Teaching USD Entrepreneurs How to Translate Ideas into Ventures Sometimes Means Throwing Them Into the Deep End.

AJ Agrawal ’13 and fellow Torero Eghosa Aihie, dove head first into USD’s version of the “Shark Tank,” the television show that gives inventors the chance to pitch their business ideas to self-made tycoons who, if they take the bait, can transform the next big idea into the next big thing.

The duo won $40,000 in USD’s business pitch competition and used it to launch Alumnify, an app that — with just a swipe — helps alumni connect, network and land jobs.

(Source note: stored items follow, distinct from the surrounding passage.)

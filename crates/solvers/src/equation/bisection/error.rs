use thiserror::Error;

use super::{bracket::BracketError, config::ConfigError};

/// Errors that can occur during bisection solving.
///
/// `E` is the error type of the function being solved. Its errors are
/// returned unmodified through [`Error::Evaluation`].
#[derive(Debug, Error)]
pub enum Error<E> {
    #[error("invalid bracket: {0}")]
    InvalidBracket(#[from] BracketError),

    #[error("invalid config: {0}")]
    InvalidConfig(#[from] ConfigError),

    #[error("function returned NaN at x = {x}")]
    NotANumber { x: f64 },

    #[error(transparent)]
    Evaluation(E),
}

impl<E> Error<E> {
    /// Returns the function's own error, if evaluation is what failed.
    pub fn into_evaluation(self) -> Option<E> {
        match self {
            Error::Evaluation(err) => Some(err),
            _ => None,
        }
    }
}
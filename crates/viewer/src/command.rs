use std::str::FromStr;

use thiserror::Error;

/// Errors that can occur when parsing a stepper command.
#[derive(Debug, Error, Clone, PartialEq, Eq)]
pub enum CommandError {
    #[error("unknown command `{0}` (type `h` for help)")]
    Unknown(String),

    #[error("`{command}` expects {expected}")]
    MissingArgument {
        command: &'static str,
        expected: &'static str,
    },

    #[error("`{0}` is not a number")]
    InvalidNumber(String),
}

/// A line of input to the interactive stepper.
#[derive(Debug, Clone, PartialEq)]
pub enum Command {
    Next,
    Previous,
    First,
    Last,
    /// Print every step at once.
    Table,
    /// Print the pending settings.
    Show,
    /// Set the expression for the next restart.
    Expression(String),
    /// Set the initial bracket for the next restart.
    Bracket(f64, f64),
    Tolerance(f64),
    MaxIters(usize),
    /// Solve again with the pending settings.
    Restart,
    Help,
    Quit,
}

impl Command {
    /// Text shown for the `help` command.
    pub const HELP: &'static str = "\
commands:
  n, next, <enter>    show the next step
  p, prev             show the previous step
  f, first            jump to the first step
  l, last             jump to the last step
  t, table            print the whole trace
  s, show             print the pending settings
  e, expr <text>      set the expression, e.g. `expr cos(x) - x`
  b, bracket <a> <b>  set the initial bracket
  tol <value>         set the tolerance
  iters <n>           set the maximum number of iterations (1 to 200)
  r, restart          solve again with the pending settings
  h, help             print this help
  q, quit             exit";
}

fn number<T: FromStr>(text: &str) -> Result<T, CommandError> {
    text.parse()
        .map_err(|_| CommandError::InvalidNumber(text.to_string()))
}

impl FromStr for Command {
    type Err = CommandError;

    fn from_str(line: &str) -> Result<Self, Self::Err> {
        let line = line.trim();
        let (name, rest) = line
            .split_once(char::is_whitespace)
            .map_or((line, ""), |(name, rest)| (name, rest.trim()));

        let command = match name {
            "" | "n" | "next" => Command::Next,
            "p" | "prev" | "previous" => Command::Previous,
            "f" | "first" => Command::First,
            "l" | "last" => Command::Last,
            "t" | "table" => Command::Table,
            "s" | "show" => Command::Show,
            "r" | "restart" => Command::Restart,
            "h" | "help" | "?" => Command::Help,
            "q" | "quit" | "exit" => Command::Quit,
            "e" | "expr" => {
                if rest.is_empty() {
                    return Err(CommandError::MissingArgument {
                        command: "expr",
                        expected: "an expression",
                    });
                }
                Command::Expression(rest.to_string())
            }
            "b" | "bracket" => {
                let mut parts = rest.split_whitespace();
                match (parts.next(), parts.next(), parts.next()) {
                    (Some(a), Some(b), None) => Command::Bracket(number(a)?, number(b)?),
                    _ => {
                        return Err(CommandError::MissingArgument {
                            command: "bracket",
                            expected: "two numbers",
                        });
                    }
                }
            }
            "tol" | "tolerance" => {
                if rest.is_empty() {
                    return Err(CommandError::MissingArgument {
                        command: "tol",
                        expected: "a number",
                    });
                }
                Command::Tolerance(number(rest)?)
            }
            "iters" | "max-iters" => {
                if rest.is_empty() {
                    return Err(CommandError::MissingArgument {
                        command: "iters",
                        expected: "a whole number",
                    });
                }
                Command::MaxIters(number(rest)?)
            }
            other => return Err(CommandError::Unknown(other.to_string())),
        };
        Ok(command)
    }
}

Professor Michael Lawless, PhD, who leads entrepreneurship initiatives at the University of San Diego’s School of Business Administration, established the V2 Pitch Competition in 2011. He runs the competition with Regina Bernal ’12 and says, in three years, it’s tripled in size and has become a bi-national program that involves students, businesses, universities, government agencies and incubators from Mexico.

“The idea was based on research that business plan competitions are over-emphasized by business schools and under-used by businesses,” explains Dr. Lawless, who says investors’ seed money has grown from $15,000 to $50,000.

The competition draws 75 student participants from both countries. The yearlong program often starts with a bootcamp by Lawless on how to create a compelling pitch deck and continues with coaching sessions between students and alumni. It ends in April before an audience of 300 at the Joan B. Kroc Institute for Peace and Justice theatre. Four finalists from USD pitch to three U.S. investors and the top four students from Mexico pitch to three investors from their country.

“The finalists have 10 slides in their pitch deck and seven minutes to pitch their ideas, followed by a 10-minute meeting with the investors,” Lawless says. “This is education meeting the real world and, in the real world, innovation doesn’t stop at the border.